Whenever a line in the data below includes the string "origin", copy it out.

Stored items:
============

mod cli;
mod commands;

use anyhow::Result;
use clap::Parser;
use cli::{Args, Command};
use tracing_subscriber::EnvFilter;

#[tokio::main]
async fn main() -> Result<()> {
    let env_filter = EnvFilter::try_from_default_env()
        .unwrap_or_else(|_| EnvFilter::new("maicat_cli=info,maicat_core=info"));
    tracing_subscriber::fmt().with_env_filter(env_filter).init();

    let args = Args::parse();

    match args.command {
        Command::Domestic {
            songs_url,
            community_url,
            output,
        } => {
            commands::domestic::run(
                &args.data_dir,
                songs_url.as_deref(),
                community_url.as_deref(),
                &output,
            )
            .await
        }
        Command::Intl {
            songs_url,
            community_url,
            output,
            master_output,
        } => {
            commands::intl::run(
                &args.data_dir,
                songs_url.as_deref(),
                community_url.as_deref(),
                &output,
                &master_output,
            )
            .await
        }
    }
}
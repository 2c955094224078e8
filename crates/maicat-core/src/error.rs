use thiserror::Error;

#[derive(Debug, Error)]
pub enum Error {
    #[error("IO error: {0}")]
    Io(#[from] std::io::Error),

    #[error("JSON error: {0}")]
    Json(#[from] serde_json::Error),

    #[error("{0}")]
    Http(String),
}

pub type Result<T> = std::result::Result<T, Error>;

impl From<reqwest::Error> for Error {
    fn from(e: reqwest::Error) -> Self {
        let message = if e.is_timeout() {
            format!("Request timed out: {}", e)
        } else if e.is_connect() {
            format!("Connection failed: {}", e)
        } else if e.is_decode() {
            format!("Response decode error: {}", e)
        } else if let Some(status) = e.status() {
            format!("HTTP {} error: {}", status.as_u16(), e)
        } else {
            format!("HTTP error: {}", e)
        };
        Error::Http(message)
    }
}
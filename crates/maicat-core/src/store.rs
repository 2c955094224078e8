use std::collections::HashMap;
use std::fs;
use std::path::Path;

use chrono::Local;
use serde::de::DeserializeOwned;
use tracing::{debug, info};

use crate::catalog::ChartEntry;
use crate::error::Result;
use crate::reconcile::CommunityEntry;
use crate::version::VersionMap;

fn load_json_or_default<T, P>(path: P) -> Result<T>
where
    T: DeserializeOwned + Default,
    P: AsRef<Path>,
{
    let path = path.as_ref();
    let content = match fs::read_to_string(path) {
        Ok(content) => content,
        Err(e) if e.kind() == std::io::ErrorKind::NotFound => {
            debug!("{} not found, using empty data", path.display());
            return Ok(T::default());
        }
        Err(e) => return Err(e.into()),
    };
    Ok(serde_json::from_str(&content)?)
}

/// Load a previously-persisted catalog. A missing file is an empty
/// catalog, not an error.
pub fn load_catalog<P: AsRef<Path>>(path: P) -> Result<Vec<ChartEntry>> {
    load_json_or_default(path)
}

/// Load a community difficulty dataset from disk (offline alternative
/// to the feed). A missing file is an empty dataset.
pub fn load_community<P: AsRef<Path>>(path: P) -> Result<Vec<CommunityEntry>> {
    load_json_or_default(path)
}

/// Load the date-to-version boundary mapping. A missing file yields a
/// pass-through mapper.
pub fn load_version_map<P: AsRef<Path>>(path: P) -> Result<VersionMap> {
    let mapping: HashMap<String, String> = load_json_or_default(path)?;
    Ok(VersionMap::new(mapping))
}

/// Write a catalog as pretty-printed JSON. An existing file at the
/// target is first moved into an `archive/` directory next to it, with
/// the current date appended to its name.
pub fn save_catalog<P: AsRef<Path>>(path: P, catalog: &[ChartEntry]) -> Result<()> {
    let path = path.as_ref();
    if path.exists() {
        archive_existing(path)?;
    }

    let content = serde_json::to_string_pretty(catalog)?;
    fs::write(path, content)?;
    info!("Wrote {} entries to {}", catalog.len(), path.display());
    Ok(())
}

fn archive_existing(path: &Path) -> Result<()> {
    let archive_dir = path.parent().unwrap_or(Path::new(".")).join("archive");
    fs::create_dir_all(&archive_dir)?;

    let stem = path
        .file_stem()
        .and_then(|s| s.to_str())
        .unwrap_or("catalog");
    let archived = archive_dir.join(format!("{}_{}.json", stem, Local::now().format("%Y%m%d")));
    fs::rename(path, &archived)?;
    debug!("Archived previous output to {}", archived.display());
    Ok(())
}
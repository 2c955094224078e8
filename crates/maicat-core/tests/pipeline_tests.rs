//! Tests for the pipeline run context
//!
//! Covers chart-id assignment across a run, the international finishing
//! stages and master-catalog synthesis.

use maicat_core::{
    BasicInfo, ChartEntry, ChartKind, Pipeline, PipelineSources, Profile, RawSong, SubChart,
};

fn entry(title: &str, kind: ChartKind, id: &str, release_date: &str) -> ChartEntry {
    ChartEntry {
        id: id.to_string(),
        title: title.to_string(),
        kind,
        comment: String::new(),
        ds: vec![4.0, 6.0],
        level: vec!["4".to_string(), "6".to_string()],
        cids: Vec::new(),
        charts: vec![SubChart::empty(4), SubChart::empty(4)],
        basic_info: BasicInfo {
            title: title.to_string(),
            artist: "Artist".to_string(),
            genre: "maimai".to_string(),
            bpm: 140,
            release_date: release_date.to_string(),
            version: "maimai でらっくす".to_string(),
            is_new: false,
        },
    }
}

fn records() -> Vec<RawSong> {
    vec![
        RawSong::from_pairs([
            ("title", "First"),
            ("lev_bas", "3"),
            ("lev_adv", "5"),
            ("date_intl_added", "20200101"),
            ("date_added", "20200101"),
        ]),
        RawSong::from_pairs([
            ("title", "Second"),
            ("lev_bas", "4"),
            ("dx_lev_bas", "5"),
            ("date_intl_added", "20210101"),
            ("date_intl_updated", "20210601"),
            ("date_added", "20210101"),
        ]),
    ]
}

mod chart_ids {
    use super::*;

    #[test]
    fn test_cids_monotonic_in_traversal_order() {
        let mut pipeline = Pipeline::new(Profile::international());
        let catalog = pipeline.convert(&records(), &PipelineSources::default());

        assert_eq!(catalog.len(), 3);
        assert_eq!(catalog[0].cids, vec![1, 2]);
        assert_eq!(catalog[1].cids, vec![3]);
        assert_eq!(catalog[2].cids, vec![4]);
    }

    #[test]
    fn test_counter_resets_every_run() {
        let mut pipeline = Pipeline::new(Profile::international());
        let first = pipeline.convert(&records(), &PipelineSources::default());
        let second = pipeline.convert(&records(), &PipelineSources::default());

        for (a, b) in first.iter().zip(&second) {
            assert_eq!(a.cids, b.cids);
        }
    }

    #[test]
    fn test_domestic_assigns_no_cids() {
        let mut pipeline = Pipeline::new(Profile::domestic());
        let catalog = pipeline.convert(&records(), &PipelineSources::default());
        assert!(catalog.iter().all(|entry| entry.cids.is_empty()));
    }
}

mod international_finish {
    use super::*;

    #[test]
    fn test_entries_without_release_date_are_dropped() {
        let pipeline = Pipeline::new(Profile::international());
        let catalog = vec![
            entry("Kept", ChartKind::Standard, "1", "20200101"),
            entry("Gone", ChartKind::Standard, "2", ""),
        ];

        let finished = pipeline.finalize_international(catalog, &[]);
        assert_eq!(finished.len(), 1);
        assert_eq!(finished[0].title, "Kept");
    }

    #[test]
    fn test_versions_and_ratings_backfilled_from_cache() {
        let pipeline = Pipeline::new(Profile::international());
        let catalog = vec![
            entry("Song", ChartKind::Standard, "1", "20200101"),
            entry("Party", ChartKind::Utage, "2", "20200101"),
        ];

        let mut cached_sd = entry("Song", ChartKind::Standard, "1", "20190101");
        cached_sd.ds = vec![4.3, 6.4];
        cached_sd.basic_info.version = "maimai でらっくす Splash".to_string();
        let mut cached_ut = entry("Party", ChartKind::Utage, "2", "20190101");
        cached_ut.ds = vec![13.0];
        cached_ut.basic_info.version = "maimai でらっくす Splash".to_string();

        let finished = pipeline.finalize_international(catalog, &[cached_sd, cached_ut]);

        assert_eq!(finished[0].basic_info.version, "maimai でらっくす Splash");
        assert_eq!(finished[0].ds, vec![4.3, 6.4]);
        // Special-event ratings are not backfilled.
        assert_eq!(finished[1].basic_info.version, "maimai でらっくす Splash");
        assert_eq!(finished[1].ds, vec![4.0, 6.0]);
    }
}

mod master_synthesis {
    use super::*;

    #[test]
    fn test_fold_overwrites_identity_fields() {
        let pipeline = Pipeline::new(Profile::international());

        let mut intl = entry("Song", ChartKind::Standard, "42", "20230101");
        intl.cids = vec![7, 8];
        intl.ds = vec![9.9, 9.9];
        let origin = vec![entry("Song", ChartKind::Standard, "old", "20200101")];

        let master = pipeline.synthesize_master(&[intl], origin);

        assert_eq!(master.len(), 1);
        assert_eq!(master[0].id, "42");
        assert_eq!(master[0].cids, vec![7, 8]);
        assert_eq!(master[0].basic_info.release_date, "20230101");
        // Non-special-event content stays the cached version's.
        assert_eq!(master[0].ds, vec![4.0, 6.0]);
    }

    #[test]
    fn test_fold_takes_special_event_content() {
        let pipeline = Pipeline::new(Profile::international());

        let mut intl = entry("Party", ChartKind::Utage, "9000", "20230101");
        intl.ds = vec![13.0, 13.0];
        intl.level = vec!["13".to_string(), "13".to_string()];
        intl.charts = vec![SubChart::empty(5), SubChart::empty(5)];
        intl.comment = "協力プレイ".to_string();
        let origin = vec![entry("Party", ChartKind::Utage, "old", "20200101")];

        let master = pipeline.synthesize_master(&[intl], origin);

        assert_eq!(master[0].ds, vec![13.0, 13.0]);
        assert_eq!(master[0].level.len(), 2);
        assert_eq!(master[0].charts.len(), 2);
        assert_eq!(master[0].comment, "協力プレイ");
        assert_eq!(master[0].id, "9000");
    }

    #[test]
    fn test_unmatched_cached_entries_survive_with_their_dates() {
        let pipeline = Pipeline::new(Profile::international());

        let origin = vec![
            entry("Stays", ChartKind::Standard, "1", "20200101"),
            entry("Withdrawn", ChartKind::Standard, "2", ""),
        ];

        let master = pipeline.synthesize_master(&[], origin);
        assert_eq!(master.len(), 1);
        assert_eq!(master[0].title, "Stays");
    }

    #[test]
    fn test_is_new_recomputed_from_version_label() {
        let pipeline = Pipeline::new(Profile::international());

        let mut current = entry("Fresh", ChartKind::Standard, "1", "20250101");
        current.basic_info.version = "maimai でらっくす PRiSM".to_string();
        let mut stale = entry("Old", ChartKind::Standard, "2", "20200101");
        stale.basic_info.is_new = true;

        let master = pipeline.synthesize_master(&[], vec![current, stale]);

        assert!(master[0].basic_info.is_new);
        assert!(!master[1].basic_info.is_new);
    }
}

============

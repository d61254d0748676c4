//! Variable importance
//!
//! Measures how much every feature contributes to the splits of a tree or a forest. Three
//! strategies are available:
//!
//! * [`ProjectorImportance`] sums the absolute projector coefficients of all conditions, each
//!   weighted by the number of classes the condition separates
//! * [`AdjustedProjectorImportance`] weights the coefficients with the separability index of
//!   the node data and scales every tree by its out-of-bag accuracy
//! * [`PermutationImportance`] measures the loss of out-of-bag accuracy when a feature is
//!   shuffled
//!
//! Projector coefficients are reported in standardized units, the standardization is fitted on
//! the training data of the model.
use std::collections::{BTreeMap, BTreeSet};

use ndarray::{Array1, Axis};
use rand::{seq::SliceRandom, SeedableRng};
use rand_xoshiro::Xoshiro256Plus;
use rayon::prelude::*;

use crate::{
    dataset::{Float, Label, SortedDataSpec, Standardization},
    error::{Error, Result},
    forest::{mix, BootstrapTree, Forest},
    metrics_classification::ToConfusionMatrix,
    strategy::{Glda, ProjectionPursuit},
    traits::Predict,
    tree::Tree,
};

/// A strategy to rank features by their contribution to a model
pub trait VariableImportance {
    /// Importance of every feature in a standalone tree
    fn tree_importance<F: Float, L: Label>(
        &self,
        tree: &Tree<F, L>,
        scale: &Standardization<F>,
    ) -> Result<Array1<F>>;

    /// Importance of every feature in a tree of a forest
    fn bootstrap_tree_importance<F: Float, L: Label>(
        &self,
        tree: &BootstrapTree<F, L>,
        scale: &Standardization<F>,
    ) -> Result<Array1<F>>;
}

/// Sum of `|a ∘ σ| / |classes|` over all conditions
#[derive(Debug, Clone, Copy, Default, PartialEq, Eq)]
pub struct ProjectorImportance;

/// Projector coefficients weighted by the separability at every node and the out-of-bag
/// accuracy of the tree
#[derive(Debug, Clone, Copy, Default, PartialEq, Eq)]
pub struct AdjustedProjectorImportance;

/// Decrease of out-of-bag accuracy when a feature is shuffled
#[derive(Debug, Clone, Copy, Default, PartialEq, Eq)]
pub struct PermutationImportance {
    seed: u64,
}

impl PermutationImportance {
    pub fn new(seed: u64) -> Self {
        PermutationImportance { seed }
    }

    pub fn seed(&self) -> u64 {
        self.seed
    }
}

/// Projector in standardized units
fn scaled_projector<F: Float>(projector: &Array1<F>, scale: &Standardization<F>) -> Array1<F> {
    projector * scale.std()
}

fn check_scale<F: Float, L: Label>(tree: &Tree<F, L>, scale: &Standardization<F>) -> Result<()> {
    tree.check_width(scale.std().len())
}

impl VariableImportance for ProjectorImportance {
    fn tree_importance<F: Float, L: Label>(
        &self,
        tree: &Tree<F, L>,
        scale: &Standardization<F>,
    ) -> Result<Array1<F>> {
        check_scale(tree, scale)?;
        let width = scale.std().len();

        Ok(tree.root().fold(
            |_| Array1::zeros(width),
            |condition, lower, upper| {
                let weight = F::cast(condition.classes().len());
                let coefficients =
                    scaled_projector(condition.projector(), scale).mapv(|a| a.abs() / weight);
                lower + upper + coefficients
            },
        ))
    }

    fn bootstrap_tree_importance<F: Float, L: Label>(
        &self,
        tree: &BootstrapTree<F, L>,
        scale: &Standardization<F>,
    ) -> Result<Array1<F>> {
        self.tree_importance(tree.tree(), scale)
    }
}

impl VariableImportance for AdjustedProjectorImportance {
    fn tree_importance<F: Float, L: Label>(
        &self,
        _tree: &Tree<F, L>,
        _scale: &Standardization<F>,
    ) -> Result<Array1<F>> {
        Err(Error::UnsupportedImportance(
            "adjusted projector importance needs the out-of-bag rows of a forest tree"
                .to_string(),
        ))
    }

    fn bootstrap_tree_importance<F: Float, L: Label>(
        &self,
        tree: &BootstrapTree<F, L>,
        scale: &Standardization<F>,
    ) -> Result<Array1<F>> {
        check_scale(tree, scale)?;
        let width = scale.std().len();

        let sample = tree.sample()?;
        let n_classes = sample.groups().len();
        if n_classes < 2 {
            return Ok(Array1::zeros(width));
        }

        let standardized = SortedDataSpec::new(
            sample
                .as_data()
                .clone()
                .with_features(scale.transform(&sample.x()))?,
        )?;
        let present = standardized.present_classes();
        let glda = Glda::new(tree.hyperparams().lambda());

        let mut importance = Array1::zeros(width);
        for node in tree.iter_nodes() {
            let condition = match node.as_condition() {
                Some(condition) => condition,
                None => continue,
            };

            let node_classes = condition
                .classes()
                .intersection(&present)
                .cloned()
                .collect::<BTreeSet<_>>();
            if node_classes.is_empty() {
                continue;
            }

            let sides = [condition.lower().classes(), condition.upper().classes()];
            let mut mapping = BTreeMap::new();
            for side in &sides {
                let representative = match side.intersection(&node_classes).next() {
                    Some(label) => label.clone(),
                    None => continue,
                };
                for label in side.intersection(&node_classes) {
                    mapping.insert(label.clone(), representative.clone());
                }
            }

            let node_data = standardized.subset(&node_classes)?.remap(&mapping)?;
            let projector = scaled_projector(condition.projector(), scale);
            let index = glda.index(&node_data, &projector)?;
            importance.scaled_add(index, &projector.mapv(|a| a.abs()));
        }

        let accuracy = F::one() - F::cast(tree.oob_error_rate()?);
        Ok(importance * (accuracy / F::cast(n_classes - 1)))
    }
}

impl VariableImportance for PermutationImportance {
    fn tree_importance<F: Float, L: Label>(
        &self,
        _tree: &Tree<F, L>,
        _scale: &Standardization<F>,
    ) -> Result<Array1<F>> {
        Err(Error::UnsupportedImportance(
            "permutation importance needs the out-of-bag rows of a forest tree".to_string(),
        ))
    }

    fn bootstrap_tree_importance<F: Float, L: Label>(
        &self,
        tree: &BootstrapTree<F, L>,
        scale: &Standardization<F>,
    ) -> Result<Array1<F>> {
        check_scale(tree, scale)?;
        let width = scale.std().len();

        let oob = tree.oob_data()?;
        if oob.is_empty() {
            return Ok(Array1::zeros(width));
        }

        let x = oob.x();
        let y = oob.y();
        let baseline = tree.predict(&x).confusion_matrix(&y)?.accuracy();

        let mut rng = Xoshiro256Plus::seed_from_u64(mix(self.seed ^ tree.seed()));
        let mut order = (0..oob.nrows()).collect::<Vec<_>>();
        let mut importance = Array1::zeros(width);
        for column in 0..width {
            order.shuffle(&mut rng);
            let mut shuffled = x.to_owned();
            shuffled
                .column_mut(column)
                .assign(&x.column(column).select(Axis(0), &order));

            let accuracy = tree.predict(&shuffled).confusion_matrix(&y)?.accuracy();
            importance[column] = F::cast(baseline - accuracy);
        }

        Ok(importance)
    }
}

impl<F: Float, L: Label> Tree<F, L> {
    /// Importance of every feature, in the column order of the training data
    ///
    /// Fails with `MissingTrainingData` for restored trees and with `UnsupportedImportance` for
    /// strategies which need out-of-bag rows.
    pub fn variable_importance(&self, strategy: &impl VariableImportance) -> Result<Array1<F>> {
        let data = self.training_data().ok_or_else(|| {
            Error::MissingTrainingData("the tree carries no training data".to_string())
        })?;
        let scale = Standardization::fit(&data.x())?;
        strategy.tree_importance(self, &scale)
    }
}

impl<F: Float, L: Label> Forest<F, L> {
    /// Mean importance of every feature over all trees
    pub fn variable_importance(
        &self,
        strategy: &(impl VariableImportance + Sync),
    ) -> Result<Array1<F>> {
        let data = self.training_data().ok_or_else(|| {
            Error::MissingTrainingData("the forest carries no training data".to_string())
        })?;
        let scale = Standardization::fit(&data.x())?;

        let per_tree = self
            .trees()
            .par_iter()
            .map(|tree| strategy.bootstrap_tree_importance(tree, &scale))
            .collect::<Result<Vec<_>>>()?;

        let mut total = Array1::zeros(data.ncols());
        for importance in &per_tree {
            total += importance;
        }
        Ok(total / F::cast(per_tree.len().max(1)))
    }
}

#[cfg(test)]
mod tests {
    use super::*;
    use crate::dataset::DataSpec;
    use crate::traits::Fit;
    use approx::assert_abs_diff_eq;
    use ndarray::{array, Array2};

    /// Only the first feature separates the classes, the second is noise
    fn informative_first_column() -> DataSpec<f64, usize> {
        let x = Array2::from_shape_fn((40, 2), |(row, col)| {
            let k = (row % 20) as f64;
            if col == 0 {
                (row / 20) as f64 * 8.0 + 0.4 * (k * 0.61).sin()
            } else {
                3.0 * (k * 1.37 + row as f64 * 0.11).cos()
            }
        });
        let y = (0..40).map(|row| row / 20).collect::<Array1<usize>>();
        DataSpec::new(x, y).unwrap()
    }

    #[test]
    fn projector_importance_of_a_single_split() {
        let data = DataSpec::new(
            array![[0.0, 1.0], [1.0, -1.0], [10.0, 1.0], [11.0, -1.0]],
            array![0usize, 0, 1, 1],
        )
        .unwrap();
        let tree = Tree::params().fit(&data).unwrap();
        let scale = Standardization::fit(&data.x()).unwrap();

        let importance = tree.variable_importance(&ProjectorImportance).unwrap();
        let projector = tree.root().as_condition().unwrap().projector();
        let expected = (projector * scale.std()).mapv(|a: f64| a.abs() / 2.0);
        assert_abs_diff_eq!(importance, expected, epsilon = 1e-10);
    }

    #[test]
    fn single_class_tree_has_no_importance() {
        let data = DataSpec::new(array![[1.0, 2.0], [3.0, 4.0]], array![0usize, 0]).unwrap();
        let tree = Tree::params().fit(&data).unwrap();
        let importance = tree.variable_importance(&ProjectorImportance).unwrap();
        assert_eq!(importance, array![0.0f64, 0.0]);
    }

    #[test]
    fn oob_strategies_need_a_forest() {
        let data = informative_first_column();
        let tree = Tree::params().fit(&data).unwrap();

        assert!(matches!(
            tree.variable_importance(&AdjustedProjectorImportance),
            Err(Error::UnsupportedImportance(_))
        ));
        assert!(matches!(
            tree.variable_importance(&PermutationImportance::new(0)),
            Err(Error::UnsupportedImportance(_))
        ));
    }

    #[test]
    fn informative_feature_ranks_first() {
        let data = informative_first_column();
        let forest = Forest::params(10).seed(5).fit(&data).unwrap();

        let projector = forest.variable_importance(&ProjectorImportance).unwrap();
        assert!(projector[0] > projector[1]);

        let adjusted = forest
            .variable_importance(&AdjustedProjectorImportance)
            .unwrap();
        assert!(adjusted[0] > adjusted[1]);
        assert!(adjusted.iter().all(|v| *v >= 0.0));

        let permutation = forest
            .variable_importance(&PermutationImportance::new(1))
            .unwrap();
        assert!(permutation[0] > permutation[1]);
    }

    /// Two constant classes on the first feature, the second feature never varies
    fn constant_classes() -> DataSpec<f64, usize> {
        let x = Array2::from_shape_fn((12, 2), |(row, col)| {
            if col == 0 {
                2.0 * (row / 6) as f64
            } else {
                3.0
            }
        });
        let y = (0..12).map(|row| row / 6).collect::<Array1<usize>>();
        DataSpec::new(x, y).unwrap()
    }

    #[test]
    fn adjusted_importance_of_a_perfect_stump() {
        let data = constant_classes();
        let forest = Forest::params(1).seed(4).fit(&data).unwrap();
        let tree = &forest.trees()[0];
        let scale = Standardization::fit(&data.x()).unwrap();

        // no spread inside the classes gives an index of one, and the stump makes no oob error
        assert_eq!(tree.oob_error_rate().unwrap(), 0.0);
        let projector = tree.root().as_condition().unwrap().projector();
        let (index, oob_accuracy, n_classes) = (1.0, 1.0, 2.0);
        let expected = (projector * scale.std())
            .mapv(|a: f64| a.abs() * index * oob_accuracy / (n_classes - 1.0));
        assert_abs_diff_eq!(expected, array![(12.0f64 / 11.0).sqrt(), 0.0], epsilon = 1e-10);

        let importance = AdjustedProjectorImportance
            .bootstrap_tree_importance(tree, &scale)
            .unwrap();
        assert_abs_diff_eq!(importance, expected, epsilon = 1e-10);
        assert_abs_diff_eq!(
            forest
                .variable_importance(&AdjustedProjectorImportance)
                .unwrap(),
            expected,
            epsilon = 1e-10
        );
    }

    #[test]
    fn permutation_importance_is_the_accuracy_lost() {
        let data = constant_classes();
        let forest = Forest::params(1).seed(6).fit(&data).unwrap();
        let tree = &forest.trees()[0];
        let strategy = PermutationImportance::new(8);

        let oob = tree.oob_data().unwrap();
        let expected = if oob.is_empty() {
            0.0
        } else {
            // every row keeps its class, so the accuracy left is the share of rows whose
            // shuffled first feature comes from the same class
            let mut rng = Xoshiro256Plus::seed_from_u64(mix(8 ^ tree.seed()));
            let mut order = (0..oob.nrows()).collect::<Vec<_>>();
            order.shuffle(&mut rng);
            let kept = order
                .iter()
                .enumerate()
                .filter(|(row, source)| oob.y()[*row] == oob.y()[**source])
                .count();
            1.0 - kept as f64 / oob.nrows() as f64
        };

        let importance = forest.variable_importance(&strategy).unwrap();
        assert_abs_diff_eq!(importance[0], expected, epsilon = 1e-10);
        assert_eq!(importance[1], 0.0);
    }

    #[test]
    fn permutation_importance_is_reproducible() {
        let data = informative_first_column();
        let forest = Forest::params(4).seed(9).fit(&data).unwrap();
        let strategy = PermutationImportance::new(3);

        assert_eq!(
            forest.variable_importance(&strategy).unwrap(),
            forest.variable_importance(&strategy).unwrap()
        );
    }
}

============

> _Task output_:
        let origin = vec![entry("Song", ChartKind::Standard, "old", "20200101")];
        let master = pipeline.synthesize_master(&[intl], origin);
        let origin = vec![entry("Party", ChartKind::Utage, "old", "20200101")];
        let master = pipeline.synthesize_master(&[intl], origin);
        let origin = vec![
        let master = pipeline.synthesize_master(&[], origin);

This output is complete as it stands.